Growing Up In The Michigan Juvenile System
Juvenile is supposed to be rehabilitative. Often it only adds more trauma and prepares kids to get ready for adult prison.
Even though I grew up in a middle-class family with both parents around, as well as a close-knit sibling group, I didn’t have a normal teenage upbringing. From age 15 to 19, I was in and out of juvenile correctional facilities, treatment programs, and jails.
I spent a lot of time in the Ingham County Youth Center and a rehab for youth called Kairos, but the most significant place I was sent to was a facility called Wolverine Secure Treatment Center.
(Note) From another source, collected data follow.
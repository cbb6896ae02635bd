// SPDX-License-Identifier: BUSL-1.1
// Copyright (c) 2026 Alfred Jean LLC

use std::sync::Arc;

use crate::session::SessionState;
use crate::store::Store;

use super::SessionManager;

fn manager(dir: &std::path::Path) -> anyhow::Result<(SessionManager, Arc<Store>)> {
    let store = Arc::new(Store::open(&dir.join("test.db"))?);
    store.init()?;
    Ok((SessionManager::new(store.clone(), "default"), store))
}

#[tokio::test]
async fn creates_sessions_lazily_and_persists() -> anyhow::Result<()> {
    let dir = tempfile::tempdir()?;
    let (manager, store) = manager(dir.path())?;

    let session = manager.get_or_create(1).await?;
    assert_eq!(session.state, SessionState::Idle);
    assert!(store.get_session(&session.session_id)?.is_some());

    // Same user observes the same session.
    let again = manager.get_or_create(1).await?;
    assert_eq!(again.session_id, session.session_id);
    Ok(())
}

#[tokio::test]
async fn mutators_write_through_to_store() -> anyhow::Result<()> {
    let dir = tempfile::tempdir()?;
    let (manager, store) = manager(dir.path())?;

    let session = manager.set_state(1, SessionState::Running).await?;
    let loaded = store
        .get_session(&session.session_id)?
        .ok_or_else(|| anyhow::anyhow!("missing session"))?;
    assert_eq!(loaded.state, SessionState::Running);

    let session = manager.set_last_result(1, Some("final".to_string())).await?;
    let loaded = store
        .get_session(&session.session_id)?
        .ok_or_else(|| anyhow::anyhow!("missing session"))?;
    assert_eq!(loaded.last_result.as_deref(), Some("final"));

    let session = manager.set_jsonl_state(1, Some(5.0), Some("h".to_string())).await?;
    let loaded = store
        .get_session(&session.session_id)?
        .ok_or_else(|| anyhow::anyhow!("missing session"))?;
    assert_eq!(loaded.jsonl_last_ts, Some(5.0));
    assert_eq!(loaded.jsonl_last_hash.as_deref(), Some("h"));
    Ok(())
}

#[tokio::test]
async fn binding_a_chat_seeds_the_cursor_timestamp() -> anyhow::Result<()> {
    let dir = tempfile::tempdir()?;
    let (manager, store) = manager(dir.path())?;

    let session = manager.set_chat_id(1, 42).await?;
    assert_eq!(session.last_chat_id, Some(42));
    assert!(session.jsonl_last_ts.is_some());
    assert!(session.jsonl_last_hash.is_none());

    let loaded = store
        .get_session(&session.session_id)?
        .ok_or_else(|| anyhow::anyhow!("missing session"))?;
    assert!(loaded.jsonl_last_ts.is_some());

    // Re-binding must not move an established cursor.
    let seeded = session.jsonl_last_ts;
    let session = manager.set_chat_id(1, 43).await?;
    assert_eq!(session.jsonl_last_ts, seeded);
    Ok(())
}

#[tokio::test]
async fn queue_is_fifo() -> anyhow::Result<()> {
    let dir = tempfile::tempdir()?;
    let (manager, _store) = manager(dir.path())?;

    manager.enqueue_prompt(1, "first").await?;
    manager.enqueue_prompt(1, "second").await?;
    assert_eq!(manager.peek_queue(1).await?, 2);

    assert_eq!(manager.dequeue_prompt(1).await?.as_deref(), Some("first"));
    assert_eq!(manager.dequeue_prompt(1).await?.as_deref(), Some("second"));
    assert_eq!(manager.dequeue_prompt(1).await?, None);
    Ok(())
}

#[tokio::test]
async fn users_are_isolated() -> anyhow::Result<()> {
    let dir = tempfile::tempdir()?;
    let (manager, _store) = manager(dir.path())?;

    manager.enqueue_prompt(1, "one").await?;
    assert_eq!(manager.peek_queue(2).await?, 0);

    manager.set_state(2, SessionState::Running).await?;
    let one = manager.get_or_create(1).await?;
    assert_eq!(one.state, SessionState::Idle);
    Ok(())
}
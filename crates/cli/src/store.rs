// SPDX-License-Identifier: BUSL-1.1
// Copyright (c) 2026 Alfred Jean LLC

//! SQLite persistence for users, sessions, messages, and runs. All
//! mutations serialise through one connection behind a mutex; schema
//! upgrades are additive columns only.

use std::path::Path;
use std::sync::Mutex;

use anyhow::Context;
use rusqlite::{params, Connection, OptionalExtension};

use crate::session::{now_ts, Run, RunStatus, Session, SessionState};

pub struct Store {
    conn: Mutex<Connection>,
}

impl Store {
    /// Open the backing file. Failure here is fatal to startup.
    pub fn open(path: &Path) -> anyhow::Result<Self> {
        let conn = Connection::open(path)
            .with_context(|| format!("open store {}", path.display()))?;
        Ok(Self { conn: Mutex::new(conn) })
    }

    fn lock(&self) -> anyhow::Result<std::sync::MutexGuard<'_, Connection>> {
        self.conn.lock().map_err(|_| anyhow::anyhow!("store mutex poisoned"))
    }

    fn ensure_column(
        conn: &Connection,
        table: &str,
        column: &str,
        definition: &str,
    ) -> anyhow::Result<()> {
        let mut stmt = conn.prepare(&format!("PRAGMA table_info({table})"))?;
        let mut rows = stmt.query([])?;
        let mut present = false;
        while let Some(row) = rows.next()? {
            let name: String = row.get(1)?;
            if name == column {
                present = true;
                break;
            }
        }
        if !present {
            conn.execute(&format!("ALTER TABLE {table} ADD COLUMN {column} {definition}"), [])?;
        }
        Ok(())
    }

    /// Create tables and apply additive migrations.
    pub fn init(&self) -> anyhow::Result<()> {
        let conn = self.lock()?;
        conn.execute(
            "CREATE TABLE IF NOT EXISTS users (
                telegram_id INTEGER PRIMARY KEY,
                role TEXT NOT NULL,
                status TEXT NOT NULL
            )",
            [],
        )?;
        conn.execute(
            "CREATE TABLE IF NOT EXISTS sessions (
                session_id TEXT PRIMARY KEY,
                user_id INTEGER NOT NULL,
                bot_id TEXT NOT NULL DEFAULT 'default',
                state TEXT NOT NULL,
                resume_id TEXT,
                last_result TEXT,
                jsonl_last_ts REAL,
                jsonl_last_hash TEXT,
                last_chat_id INTEGER,
                created_at REAL NOT NULL,
                last_activity REAL NOT NULL
            )",
            [],
        )?;
        conn.execute(
            "CREATE TABLE IF NOT EXISTS messages (
                id INTEGER PRIMARY KEY AUTOINCREMENT,
                session_id TEXT NOT NULL,
                sender TEXT NOT NULL,
                content TEXT NOT NULL,
                ts REAL NOT NULL
            )",
            [],
        )?;
        conn.execute(
            "CREATE TABLE IF NOT EXISTS runs (
                run_id TEXT PRIMARY KEY,
                session_id TEXT NOT NULL,
                status TEXT NOT NULL,
                prompt TEXT NOT NULL,
                started_at REAL NOT NULL,
                finished_at REAL,
                error TEXT
            )",
            [],
        )?;
        // Columns added after the first release; upgrades are additive.
        Self::ensure_column(&conn, "sessions", "resume_id", "TEXT")?;
        Self::ensure_column(&conn, "sessions", "last_result", "TEXT")?;
        Self::ensure_column(&conn, "sessions", "jsonl_last_ts", "REAL")?;
        Self::ensure_column(&conn, "sessions", "jsonl_last_hash", "TEXT")?;
        Self::ensure_column(&conn, "sessions", "last_chat_id", "INTEGER")?;
        Self::ensure_column(&conn, "sessions", "bot_id", "TEXT NOT NULL DEFAULT 'default'")?;
        Ok(())
    }

    /// Insert or fully replace a session row.
    pub fn record_session(&self, session: &Session) -> anyhow::Result<()> {
        let conn = self.lock()?;
        conn.execute(
            "INSERT OR REPLACE INTO sessions
             (session_id, user_id, bot_id, state, resume_id, last_result,
              jsonl_last_ts, jsonl_last_hash, last_chat_id, created_at, last_activity)
             VALUES (?1, ?2, ?3, ?4, ?5, ?6, ?7, ?8, ?9, ?10, ?11)",
            params![
                session.session_id,
                session.user_id,
                session.bot_id,
                session.state.as_str(),
                session.resume_id,
                session.last_result,
                session.jsonl_last_ts,
                session.jsonl_last_hash,
                session.last_chat_id,
                session.created_at,
                session.last_activity,
            ],
        )?;
        Ok(())
    }

    pub fn update_session_state(
        &self,
        session_id: &str,
        state: SessionState,
    ) -> anyhow::Result<()> {
        let conn = self.lock()?;
        conn.execute(
            "UPDATE sessions SET state = ?1, last_activity = ?2 WHERE session_id = ?3",
            params![state.as_str(), now_ts(), session_id],
        )?;
        Ok(())
    }

    pub fn update_session_resume_id(
        &self,
        session_id: &str,
        resume_id: Option<&str>,
    ) -> anyhow::Result<()> {
        let conn = self.lock()?;
        conn.execute(
            "UPDATE sessions SET resume_id = ?1, last_activity = ?2 WHERE session_id = ?3",
            params![resume_id, now_ts(), session_id],
        )?;
        Ok(())
    }

    pub fn update_session_last_result(
        &self,
        session_id: &str,
        last_result: Option<&str>,
    ) -> anyhow::Result<()> {
        let conn = self.lock()?;
        conn.execute(
            "UPDATE sessions SET last_result = ?1, last_activity = ?2 WHERE session_id = ?3",
            params![last_result, now_ts(), session_id],
        )?;
        Ok(())
    }

    pub fn update_session_jsonl_state(
        &self,
        session_id: &str,
        last_ts: Option<f64>,
        last_hash: Option<&str>,
    ) -> anyhow::Result<()> {
        let conn = self.lock()?;
        conn.execute(
            "UPDATE sessions
             SET jsonl_last_ts = ?1, jsonl_last_hash = ?2, last_activity = ?3
             WHERE session_id = ?4",
            params![last_ts, last_hash, now_ts(), session_id],
        )?;
        Ok(())
    }

    pub fn update_session_chat_id(&self, session_id: &str, chat_id: i64) -> anyhow::Result<()> {
        let conn = self.lock()?;
        conn.execute(
            "UPDATE sessions SET last_chat_id = ?1, last_activity = ?2 WHERE session_id = ?3",
            params![chat_id, now_ts(), session_id],
        )?;
        Ok(())
    }

    /// Latest non-null last-result for `(user, bot)` by activity.
    pub fn get_last_result_by_user_id(
        &self,
        user_id: i64,
        bot_id: &str,
    ) -> anyhow::Result<Option<String>> {
        let conn = self.lock()?;
        let row = conn
            .query_row(
                "SELECT last_result FROM sessions
                 WHERE user_id = ?1 AND bot_id = ?2 AND last_result IS NOT NULL
                 ORDER BY last_activity DESC LIMIT 1",
                params![user_id, bot_id],
                |row| row.get::<_, Option<String>>(0),
            )
            .optional()?;
        Ok(row.flatten())
    }

    /// Latest rollout cursor for `(user, bot)` by activity.
    pub fn get_jsonl_state_by_user_id(
        &self,
        user_id: i64,
        bot_id: &str,
    ) -> anyhow::Result<(Option<f64>, Option<String>)> {
        let conn = self.lock()?;
        let row = conn
            .query_row(
                "SELECT jsonl_last_ts, jsonl_last_hash FROM sessions
                 WHERE user_id = ?1 AND bot_id = ?2
                 ORDER BY last_activity DESC LIMIT 1",
                params![user_id, bot_id],
                |row| {
                    Ok((row.get::<_, Option<f64>>(0)?, row.get::<_, Option<String>>(1)?))
                },
            )
            .optional()?;
        Ok(row.unwrap_or((None, None)))
    }

    pub fn get_last_chat_id_by_user_id(
        &self,
        user_id: i64,
        bot_id: &str,
    ) -> anyhow::Result<Option<i64>> {
        let conn = self.lock()?;
        let row = conn
            .query_row(
                "SELECT last_chat_id FROM sessions
                 WHERE user_id = ?1 AND bot_id = ?2 AND last_chat_id IS NOT NULL
                 ORDER BY last_activity DESC LIMIT 1",
                params![user_id, bot_id],
                |row| row.get::<_, Option<i64>>(0),
            )
            .optional()?;
        Ok(row.flatten())
    }

    /// Load a session row (the queue is in-memory only).
    pub fn get_session(&self, session_id: &str) -> anyhow::Result<Option<Session>> {
        let conn = self.lock()?;
        let row = conn
            .query_row(
                "SELECT session_id, user_id, bot_id, state, resume_id, last_result,
                        jsonl_last_ts, jsonl_last_hash, last_chat_id, created_at, last_activity
                 FROM sessions WHERE session_id = ?1",
                params![session_id],
                |row| {
                    Ok(Session {
                        session_id: row.get(0)?,
                        user_id: row.get(1)?,
                        bot_id: row.get(2)?,
                        state: SessionState::parse(&row.get::<_, String>(3)?),
                        current_run_id: None,
                        resume_id: row.get(4)?,
                        last_result: row.get(5)?,
                        jsonl_last_ts: row.get(6)?,
                        jsonl_last_hash: row.get(7)?,
                        last_chat_id: row.get(8)?,
                        queue: Default::default(),
                        created_at: row.get(9)?,
                        last_activity: row.get(10)?,
                    })
                },
            )
            .optional()?;
        Ok(row)
    }

    /// Append one utterance to the audit log.
    pub fn record_message(
        &self,
        session_id: &str,
        sender: &str,
        content: &str,
    ) -> anyhow::Result<()> {
        let conn = self.lock()?;
        conn.execute(
            "INSERT INTO messages (session_id, sender, content, ts) VALUES (?1, ?2, ?3, ?4)",
            params![session_id, sender, content, now_ts()],
        )?;
        Ok(())
    }

    pub fn record_run(&self, run: &Run) -> anyhow::Result<()> {
        let conn = self.lock()?;
        conn.execute(
            "INSERT INTO runs (run_id, session_id, status, prompt, started_at, finished_at, error)
             VALUES (?1, ?2, ?3, ?4, ?5, ?6, ?7)",
            params![
                run.run_id,
                run.session_id,
                run.status.as_str(),
                run.prompt,
                run.started_at,
                run.finished_at,
                run.error,
            ],
        )?;
        Ok(())
    }

    /// Terminal transition: status, finish time, and error set together.
    pub fn update_run(
        &self,
        run_id: &str,
        status: RunStatus,
        finished_at: Option<f64>,
        error: Option<&str>,
    ) -> anyhow::Result<()> {
        let conn = self.lock()?;
        conn.execute(
            "UPDATE runs SET status = ?1, finished_at = ?2, error = ?3 WHERE run_id = ?4",
            params![status.as_str(), finished_at, error, run_id],
        )?;
        Ok(())
    }

    /// Fetch a run row, for status inspection and tests.
    pub fn get_run(&self, run_id: &str) -> anyhow::Result<Option<(RunStatus, Option<f64>, Option<String>)>> {
        let conn = self.lock()?;
        let row = conn
            .query_row(
                "SELECT status, finished_at, error FROM runs WHERE run_id = ?1",
                params![run_id],
                |row| {
                    Ok((
                        row.get::<_, String>(0)?,
                        row.get::<_, Option<f64>>(1)?,
                        row.get::<_, Option<String>>(2)?,
                    ))
                },
            )
            .optional()?;
        Ok(row.map(|(status, finished_at, error)| {
            let status = match status.as_str() {
                "done" => RunStatus::Done,
                "error" => RunStatus::Error,
                "canceled" => RunStatus::Canceled,
                "timeout" => RunStatus::Timeout,
                _ => RunStatus::Running,
            };
            (status, finished_at, error)
        }))
    }
}

#[cfg(test)]
#[path = "store_tests.rs"]
mod tests;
Wolverine was a correctional facility for teenagers located outside of Saginaw, a placement I was sentenced to for a year by Ingham County’s juvenile court system.
Out of all the places I have been in my life, Wolverine was by far the worst, and that includes the Ingham County Jail. Jail is terrible. My first stint there was actually one week after I turned 17. Back then they could put 17-year-olds in general population, and it was rough. With that said, however, I would have rather served three years in jail than one year in Wolverine. Wolverine was Michigan’s first privately owned juvenile correctional facility that opened in 1997, but it was shut down by the state in 2021 due to what the MDHHS described as “substantiated physical abuse and safety-related violations.” It was a hell hole with abusive staff, a facility run by young gang members, little to no contact with the outside world, and a hopelessness in the air that made you feel like you were never going to get out.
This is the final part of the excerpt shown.